3 - Leblanc : La mascarade et le déluge
Tu me crois la marée
et je suis le déluge.
VICTOR HUGO
MARDI 8 JANVIER
11:12
CAMILLE LEBLANC
Presque deux semaines s'étaient écoulées depuis le transfert du corps de Yohan Dieu à l'hôpital Saint-Louis dans le dixième arrondissement. Il était plongé dans un état de vie artificielle mais son cerveau était mort.
Juste de quoi étudier les effets de la drogue sur son corps.
Chaque jour, depuis, je me rendais dans ces locaux puants en espérant apprendre quelque chose. N'importe quoi qui puisse briser l'atroce engourdissement des ventres repus aux crânes saturés de remontrances familiales. Les périodes de fêtes m'exécraient...
Tandis que je me rendais une nouvelle fois au chevet du comateux, un médecin hirsute s'approcha de moi avec la lenteur adaptée à ces temps de foie gras.
— Encore dans mes pattes, Camille ? plaisanta-t-il avec un accent créole délassant.
Thaïs Honoré était un bon thérapeute. Assez bon pour ne pas s'être laissé biaisé par la version officielle. Je l'avais pourtant bien baratiné, racontant que le type avait pris un mauvais cocktail d'opiacé et de coke. À l'évidence, mon histoire l'avait intrigué. Et les tests poussés d'analyse de la molécule du psychotrope l'avait conduit tout droit à notre SMPC. J'avais reçu son appel en plein milieu de la nuit. Sa franchise avait dissipé mes réticences et, sans en parler à Édron, j'avais mis le docteur dans la confidence...

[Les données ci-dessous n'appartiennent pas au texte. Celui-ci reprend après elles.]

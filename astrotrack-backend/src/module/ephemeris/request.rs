//! Query instant formatting and per-body request parameters

use chrono::{DateTime, Utc};

use super::registry::BodySpec;

/// Calendar form accepted by the Horizons TLIST grammar, e.g. "2025-Jan-05 07:03:09"
pub const HORIZONS_TIME_FORMAT: &str = "%Y-%b-%d %H:%M:%S";

/// The nominal instant shared by every request of one acquisition cycle.
#[derive(Debug, Clone, PartialEq, Eq)]
pub struct QueryInstant {
    text: String,
}

impl QueryInstant {
    pub fn new(at: DateTime<Utc>) -> Self {
        Self {
            text: at.format(HORIZONS_TIME_FORMAT).to_string(),
        }
    }

    pub fn now() -> Self {
        Self::new(Utc::now())
    }

    pub fn as_str(&self) -> &str {
        &self.text
    }
}

impl std::fmt::Display for QueryInstant {
    fn fmt(&self, f: &mut std::fmt::Formatter<'_>) -> std::fmt::Result {
        f.write_str(&self.text)
    }
}

/// One body's vector-table request: heliocentric, ecliptic, AU, single epoch.
#[derive(Debug, Clone, PartialEq, Eq)]
pub struct VectorQuery {
    pub command: String,
    pub instant: String,
}

impl VectorQuery {
    pub fn new(body: &BodySpec, instant: &QueryInstant) -> Self {
        Self {
            command: body.designator.command(),
            instant: instant.as_str().to_string(),
        }
    }

    /// Ordered key/value pairs of the Horizons API call
    pub fn params(&self) -> Vec<(&'static str, String)> {
        vec![
            ("format", "json".to_string()),
            ("COMMAND", quoted(&self.command)),
            ("OBJ_DATA", "NO".to_string()),
            ("MAKE_EPHEM", "YES".to_string()),
            ("EPHEM_TYPE", "VECTORS".to_string()),
            ("CENTER", quoted("500@10")),
            ("REF_PLANE", "ECLIPTIC".to_string()),
            ("REF_SYSTEM", "J2000".to_string()),
            ("OUT_UNITS", "AU-D".to_string()),
            ("VEC_TABLE", "1".to_string()),
            ("VEC_LABELS", "NO".to_string()),
            ("CSV_FORMAT", "YES".to_string()),
            ("TIME_TYPE", "UT".to_string()),
            ("TLIST", quoted(&self.instant)),
        ]
    }

    /// Full request URL with percent-encoded parameters
    pub fn url(&self, base_url: &str) -> String {
        let query = self
            .params()
            .into_iter()
            .map(|(key, value)| format!("{}={}", key, urlencoding::encode(&value)))
            .collect::<Vec<_>>()
            .join("&");
        format!("{}?{}", base_url, query)
    }
}

fn quoted(value: &str) -> String {
    format!("'{}'", value)
}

J'aurais mieux faire de fermer ma gueule...
Il prenait à présent un plaisir fatiguant à agir comme un personnage de série policière. L'enquête excitait sa curiosité, son imagination aussi... Sa manie de tourner ses phrases comme des répliques de films ne faisait rire que lui. Cependant, je m'étais attaché à sa bouille joyeuse et, surtout, à son professionnalisme d'une grande aide.

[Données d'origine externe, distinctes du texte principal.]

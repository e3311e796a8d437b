use anyhow::Context;
use std::{
    fs,
    path::{Path, PathBuf},
    time::{Duration, SystemTime},
};
use tokio::task;
use tracing_appender::non_blocking::{NonBlocking, WorkerGuard};
use tracing_appender::rolling::{RollingFileAppender, Rotation};
use tracing_subscriber::{EnvFilter, filter::LevelFilter, fmt, fmt::writer::BoxMakeWriter, prelude::*};

const MAX_LOG_AGE: Duration = Duration::from_secs(60 * 60 * 24 * 3);
const CLEANUP_INTERVAL: Duration = Duration::from_secs(60 * 60);

/// Keeps the file writer flushing; drop it only at shutdown.
#[allow(dead_code)]
pub struct LoggerGuard(WorkerGuard);

/// Unknown level names fall back to `info`.
fn level_filter(level: &str) -> (LevelFilter, bool) {
    match level.parse() {
        Ok(filter) => (filter, true),
        Err(_) => (LevelFilter::INFO, false),
    }
}

/// Console plus daily-rotated file logging. `RUST_LOG` overrides `level`.
///
/// Console output goes to stderr when `console_stderr` is set, leaving stdout
/// to program output.
///
/// Must be called from within a Tokio runtime: old log files are pruned by a
/// background task.
pub fn init_logging(
    log_dir: impl AsRef<Path>,
    prefix: &str,
    level: &str,
    console_stderr: bool,
) -> anyhow::Result<LoggerGuard> {
    let log_dir = log_dir.as_ref().to_path_buf();
    let (default_level, known_level) = level_filter(level);

    let builder = EnvFilter::builder().with_default_directive(default_level.into());
    let rust_log = std::env::var("RUST_LOG").unwrap_or_default();
    let console_filter = builder.clone().parse_lossy(&rust_log);
    let file_filter = builder.parse_lossy(&rust_log);

    let file_appender = RollingFileAppender::builder()
        .rotation(Rotation::DAILY)
        .filename_prefix(prefix)
        .filename_suffix("log")
        .build(&log_dir)
        .with_context(|| format!("Failed to create log appender in {:?}", log_dir))?;
    let (non_blocking, guard) = NonBlocking::new(file_appender);

    let file_layer = fmt::layer()
        .with_writer(non_blocking)
        .with_ansi(false)
        .with_filter(file_filter);
    let console_writer = if console_stderr {
        BoxMakeWriter::new(std::io::stderr)
    } else {
        BoxMakeWriter::new(std::io::stdout)
    };
    let console_layer = fmt::layer()
        .with_writer(console_writer)
        .with_ansi(!console_stderr)
        .with_filter(console_filter);

    tracing_subscriber::registry()
        .with(file_layer)
        .with(console_layer)
        .try_init()
        .context("Failed to install tracing subscriber")?;

    if !known_level {
        tracing::warn!("Invalid log level '{}', defaulting to '{}'", level, default_level);
    }

    start_log_cleanup_task(log_dir, prefix.to_string());

    Ok(LoggerGuard(guard))
}

fn start_log_cleanup_task(log_dir: PathBuf, prefix: String) {
    task::spawn(async move {
        loop {
            if let Err(e) = cleanup_old_logs(&log_dir, &prefix, MAX_LOG_AGE) {
                tracing::warn!("Failed to delete old log file: {}", e);
            }
            tokio::time::sleep(CLEANUP_INTERVAL).await;
        }
    });
}

/// Remove `<prefix>*.log` files last modified more than `max_age` ago.
fn cleanup_old_logs(log_dir: &Path, prefix: &str, max_age: Duration) -> std::io::Result<usize> {
    let now = SystemTime::now();
    let mut removed = 0;

    for entry in fs::read_dir(log_dir)? {
        let path = entry?.path();

        let Some(file_name) = path.file_name().and_then(|n| n.to_str()) else {
            continue;
        };
        if !(file_name.starts_with(prefix) && file_name.ends_with(".log")) {
            continue;
        }

        let modified = fs::metadata(&path)?.modified()?;
        if now.duration_since(modified).unwrap_or_default() > max_age {
            fs::remove_file(&path)?;
            tracing::info!("Old log file deleted: {}", file_name);
            removed += 1;
        }
    }
    Ok(removed)
}

#[cfg(test)]
mod tests {
    use super::*;

    #[test]
    fn test_level_filter() {
        assert_eq!(level_filter("debug"), (LevelFilter::DEBUG, true));
        assert_eq!(level_filter("off"), (LevelFilter::OFF, true));
        assert_eq!(level_filter("verbose"), (LevelFilter::INFO, false));
    }

    #[test]
    fn test_cleanup_keeps_recent_and_foreign_files() {
        let dir = tempfile::TempDir::new().unwrap();
        fs::write(dir.path().join("astrotrack-backend.2025-01-05.log"), "x").unwrap();
        fs::write(dir.path().join("other.log"), "x").unwrap();

        let removed = cleanup_old_logs(dir.path(), "astrotrack-backend", MAX_LOG_AGE).unwrap();
        assert_eq!(removed, 0);

        // Everything is older than a zero max age, but only prefixed logs go
        std::thread::sleep(Duration::from_millis(20));
        let removed = cleanup_old_logs(dir.path(), "astrotrack-backend", Duration::ZERO).unwrap();
        assert_eq!(removed, 1);
        assert!(dir.path().join("other.log").exists());
    }
}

— Je t'ai appelé tout à l'heure, pourquoi t'as pas répondu ? continua-t-il en fouillant dans ses poches pour ressortir un petit papier froissé.
Je ne lui avouai pas avoir volontairement occulté son appel et me contentai de saisir la feuille qu'il me tendait. Il expliqua d'une voix conspiratrice :
— Les résultats de l'analyse. Si tu veux mon avis, notre gars, enfin ce qu'il en reste, va passer un sale quart d'heure. La migration a déjà déchiré ses organes, pourtant les myocardiocytes continuent de se multiplier partout dans son corps. Franchement, si demain il est pas vraiment mort...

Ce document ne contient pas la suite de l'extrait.